Lawmakers’ return to Capitol Hill this week will be marked by a renewed effort to find a way to curb the abusive practices of patent trolls. In the last Congress, patent troll legislation came close to passing, but never made it across the finish line.
A number of legislative approaches are again emerging, and two bills on the House side will get closer scrutiny in hearings this week. Judiciary chairman Bob Goodlatte (R-Va.) is holding a hearing Tuesday on his Innovation Act -- a bill that was overwhelmingly passed by the House last year 325-91, but couldn’t get to a floor vote in the Senate.
On Thursday Rep. Michael Burgess (R-Tex.), chairman of the subcommittee on commerce, manufacturing and trade, is holding a hearing on the TROL Act (Targeting Rogue and Opaque Letters), a narrower bill focused on abuses of demand letters.
Patent assertion entities -- companies that don’t produce or sell anything -- have made a big business out of asserting patents for a wide variety of commonly-used technologies like online shopping carts, scan-to-email, podcasts, and links in smartphone apps that direct users to privacy policies on a Web site.
Retailers, advertisers and tech companies, including Google and Facebook, have complained about the abuse of broadly worded patents and about demand letters that threaten small businesses with costly lawsuits.
But those pushing for patent reform are hopeful that this time around something will get done.
“The climate in Congress seems much more conducive to enacting this legislation this year than was the case in the last session,” said Dick O’Brien, executive vice president of the American Association of Advertising Agencies. The 4As, as well as organizations like the National Retail Federation and the Consumer Electronics Association, belong to the United for Patent Reform coalition, which is pushing to revise patent law.
There may be wide bipartisan agreement in Congress that something needs to be done, but that doesn’t mean agreement over the details of the legislation will be easy to achieve. The biotech industry, universities and inventors have stepped up their lobbying and advocacy game to oppose broader measures like the Innovation Act, which includes provisions like fee shifting and heightened pleading standards. The bill is likely to do well in the House, but its future in the Senate, where it died last year, is uncertain.
The House judiciary hearing will feature the new U.S. Patent and Trademark Office director Michelle Lee -- who has put improving patent quality at the top of her agenda -- as well as representatives from Yahoo, Eli Lilly & Co., Salesforce.com and the Biotechnology Industry Organization.
As a much narrower bill, the TROL Act could have better odds. The bill gives broader authority to the Federal Trade Commission to go after demand letters.

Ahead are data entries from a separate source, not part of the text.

//! State - ordered property map

use indexmap::IndexMap;

use crate::{MirrorError, Value};

/// The application's property map.
///
/// Insertion order is kept so that JSON export and key iteration are
/// stable across runs.
#[derive(Debug, Clone, Default, PartialEq)]
pub struct State {
    props: IndexMap<String, Value>,
}

impl State {
    pub fn new() -> Self {
        Self::default()
    }

    /// Builder-style insert
    pub fn with(mut self, property: &str, value: impl Into<Value>) -> Self {
        self.props.insert(property.to_string(), value.into());
        self
    }

    /// Current value; missing properties read as `Null`
    pub fn get(&self, property: &str) -> Value {
        self.props.get(property).cloned().unwrap_or_default()
    }

    /// Borrow a value without cloning
    pub fn get_ref(&self, property: &str) -> Option<&Value> {
        self.props.get(property)
    }

    /// Store a value, returning the previous one
    pub fn insert(&mut self, property: &str, value: Value) -> Option<Value> {
        self.props.insert(property.to_string(), value)
    }

    pub fn contains(&self, property: &str) -> bool {
        self.props.contains_key(property)
    }

    pub fn keys(&self) -> impl Iterator<Item = &str> {
        self.props.keys().map(String::as_str)
    }

    pub fn iter(&self) -> impl Iterator<Item = (&str, &Value)> {
        self.props.iter().map(|(k, v)| (k.as_str(), v))
    }

    pub fn len(&self) -> usize {
        self.props.len()
    }

    pub fn is_empty(&self) -> bool {
        self.props.is_empty()
    }

    /// Build from a JSON object
    pub fn from_json(json: &serde_json::Value) -> Result<Self, MirrorError> {
        let serde_json::Value::Object(entries) = json else {
            return Err(MirrorError::Config("state must be a JSON object".to_string()));
        };
        Ok(entries.iter().map(|(k, v)| (k.clone(), Value::from(v))).collect())
    }

    /// Parse a JSON object from text
    pub fn from_json_str(text: &str) -> Result<Self, MirrorError> {
        let json: serde_json::Value = serde_json::from_str(text)?;
        Self::from_json(&json)
    }

    /// Export as a JSON object
    pub fn to_json(&self) -> serde_json::Value {
        serde_json::Value::Object(
            self.props.iter().map(|(k, v)| (k.clone(), v.to_json())).collect(),
        )
    }
}

impl FromIterator<(String, Value)> for State {
    fn from_iter<I: IntoIterator<Item = (String, Value)>>(iter: I) -> Self {
        Self { props: iter.into_iter().collect() }
    }
}

impl IntoIterator for State {
    type Item = (String, Value);
    type IntoIter = indexmap::map::IntoIter<String, Value>;

    fn into_iter(self) -> Self::IntoIter {
        self.props.into_iter()
    }
}
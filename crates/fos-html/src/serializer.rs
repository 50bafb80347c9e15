//! HTML Serialization (innerHTML/outerHTML)
//!
//! Output follows the HTML fragment serialization algorithm: void
//! elements have no end tag, script/style content is written raw and
//! attributes always carry a quoted value.

use fos_dom::{DomTree, NodeData, NodeId};

/// Void elements (no end tag)
const VOID_ELEMENTS: &[&str] = &[
    "area", "base", "br", "col", "embed", "hr", "img", "input",
    "link", "meta", "param", "source", "track", "wbr",
];

/// Raw text elements (no escaping for content)
const RAW_TEXT_ELEMENTS: &[&str] = &["script", "style", "noscript", "xmp", "iframe", "noembed", "noframes"];

/// HTML serializer
#[derive(Debug, Clone, Copy, Default)]
pub struct HtmlSerializer;

impl HtmlSerializer {
    pub fn new() -> Self {
        Self
    }

    /// Serialize innerHTML of a node (children only)
    pub fn serialize_inner(&self, tree: &DomTree, node_id: NodeId) -> String {
        let mut output = String::new();
        let raw = tree.tag_name(node_id).is_some_and(|tag| RAW_TEXT_ELEMENTS.contains(&tag));
        if raw {
            Self::serialize_children_raw(tree, node_id, &mut output);
        } else {
            self.serialize_children(tree, node_id, &mut output);
        }
        output
    }

    /// Serialize outerHTML of a node (including the node itself)
    pub fn serialize_outer(&self, tree: &DomTree, node_id: NodeId) -> String {
        let mut output = String::new();
        self.serialize_node(tree, node_id, &mut output);
        output
    }

    fn serialize_node(&self, tree: &DomTree, node_id: NodeId, output: &mut String) {
        let Some(node) = tree.get(node_id) else {
            return;
        };

        match &node.data {
            NodeData::Document => self.serialize_children(tree, node_id, output),
            NodeData::Element(elem) => {
                let tag = elem.tag.as_str();

                output.push('<');
                output.push_str(tag);
                for attr in &elem.attrs {
                    output.push(' ');
                    output.push_str(&attr.name);
                    output.push_str("=\"");
                    escape_attribute(&attr.value, output);
                    output.push('"');
                }
                output.push('>');

                if VOID_ELEMENTS.contains(&tag) {
                    return;
                }
                if RAW_TEXT_ELEMENTS.contains(&tag) {
                    Self::serialize_children_raw(tree, node_id, output);
                } else {
                    self.serialize_children(tree, node_id, output);
                }
                output.push_str("</");
                output.push_str(tag);
                output.push('>');
            }
            NodeData::Text(text) => escape_text(text, output),
            NodeData::Comment(text) => {
                output.push_str("<!--");
                output.push_str(text);
                output.push_str("-->");
            }
            NodeData::Doctype { name, .. } => {
                output.push_str("<!DOCTYPE ");
                output.push_str(name);
                output.push('>');
            }
        }
    }

    fn serialize_children(&self, tree: &DomTree, parent_id: NodeId, output: &mut String) {
        for (child_id, _) in tree.children(parent_id) {
            self.serialize_node(tree, child_id, output);
        }
    }

    fn serialize_children_raw(tree: &DomTree, parent_id: NodeId, output: &mut String) {
        for (_, child) in tree.children(parent_id) {
            if let Some(text) = child.as_text() {
                output.push_str(text);
            }
        }
    }
}

/// `node.innerHTML`
pub fn inner_html(tree: &DomTree, node: NodeId) -> String {
    HtmlSerializer::new().serialize_inner(tree, node)
}

/// `node.outerHTML`
pub fn outer_html(tree: &DomTree, node: NodeId) -> String {
    HtmlSerializer::new().serialize_outer(tree, node)
}

/// Escape text content for HTML
fn escape_text(text: &str, output: &mut String) {
    for c in text.chars() {
        match c {
            '&' => output.push_str("&amp;"),
            '\u{a0}' => output.push_str("&nbsp;"),
            '<' => output.push_str("&lt;"),
            '>' => output.push_str("&gt;"),
            _ => output.push(c),
        }
    }
}

/// Escape attribute value
fn escape_attribute(text: &str, output: &mut String) {
    for c in text.chars() {
        match c {
            '&' => output.push_str("&amp;"),
            '\u{a0}' => output.push_str("&nbsp;"),
            '"' => output.push_str("&quot;"),
            _ => output.push(c),
        }
    }
}

#[cfg(test)]
mod tests {
    use super::*;
    use crate::{HtmlParser, set_inner_html};
    use fos_dom::Document;

    fn body_inner(html: &str) -> String {
        let doc = HtmlParser::new().parse(&format!("<body>{html}")).unwrap();
        inner_html(&doc.tree, doc.body())
    }

    #[test]
    fn test_void_and_attributes() {
        assert_eq!(
            body_inner(r#"<p class="a">x<br>y</p><input disabled>"#),
            r#"<p class="a">x<br>y</p><input disabled="">"#
        );
    }

    #[test]
    fn test_escaping() {
        assert_eq!(body_inner("<p title='a\"b'>1 &lt; 2 &amp;</p>"), r#"<p title="a&quot;b">1 &lt; 2 &amp;</p>"#);
    }

    #[test]
    fn test_raw_text_elements() {
        assert_eq!(body_inner("<script>if (a < b) {}</script>"), "<script>if (a < b) {}</script>");
    }

    #[test]
    fn test_outer_html() {
        let doc = HtmlParser::new().parse("<ul><li>one</li></ul>").unwrap();
        let ul = doc.tree.query_selector(doc.body(), "ul").unwrap().unwrap();
        assert_eq!(outer_html(&doc.tree, ul), "<ul><li>one</li></ul>");
    }

    #[test]
    fn test_inner_html_round_trip() {
        let mut doc = Document::default();
        let body = doc.body();
        let markup = r#"Hello <b>{{ name }}</b>, you have <span class="n">{{count}}</span> items"#;
        set_inner_html(&mut doc.tree, body, markup).unwrap();
        assert_eq!(inner_html(&doc.tree, body), markup);

        set_inner_html(&mut doc.tree, body, "plain").unwrap();
        assert_eq!(inner_html(&doc.tree, body), "plain");
        assert_eq!(doc.tree.children(body).count(), 1);
    }
}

Without any legislation, the Federal Trade Commission has already brought an enforcement action under its unfair and deceptive practices authority against MPHJ Technology Investments. The FTC alleges that MPHJ sent letters threatening lawsuits thousands of small businesses asserting its scan-to-email technology.
Legislation is moving slower in the Senate. Sens. Chris Coons (D-Del.), Dick Durbin (D-Ill.) and Mazie Hirono (D-Hawaii) introduced the STRONG Patent Act, which is primarily aimed at making changes to the USPTO’s review process for challenging patents.
Senate judiciary chairman Chuck Grassley (R-Iowa) and ranking member Patrick Leahy (D-Vt.) are also working on a proposal.
Even without legislation, there has been progress in the courts against the practices of patent assertion entities. Most recently on Friday, based on an expedited review requested by the Electronic Frontier Foundation, the U.S.P.T.O. invalidated key claims of the “podcasting patent” used by Personal Audio LLC to demand license fees from podcasters including, most famously, comedian Adam Carolla and three major television networks.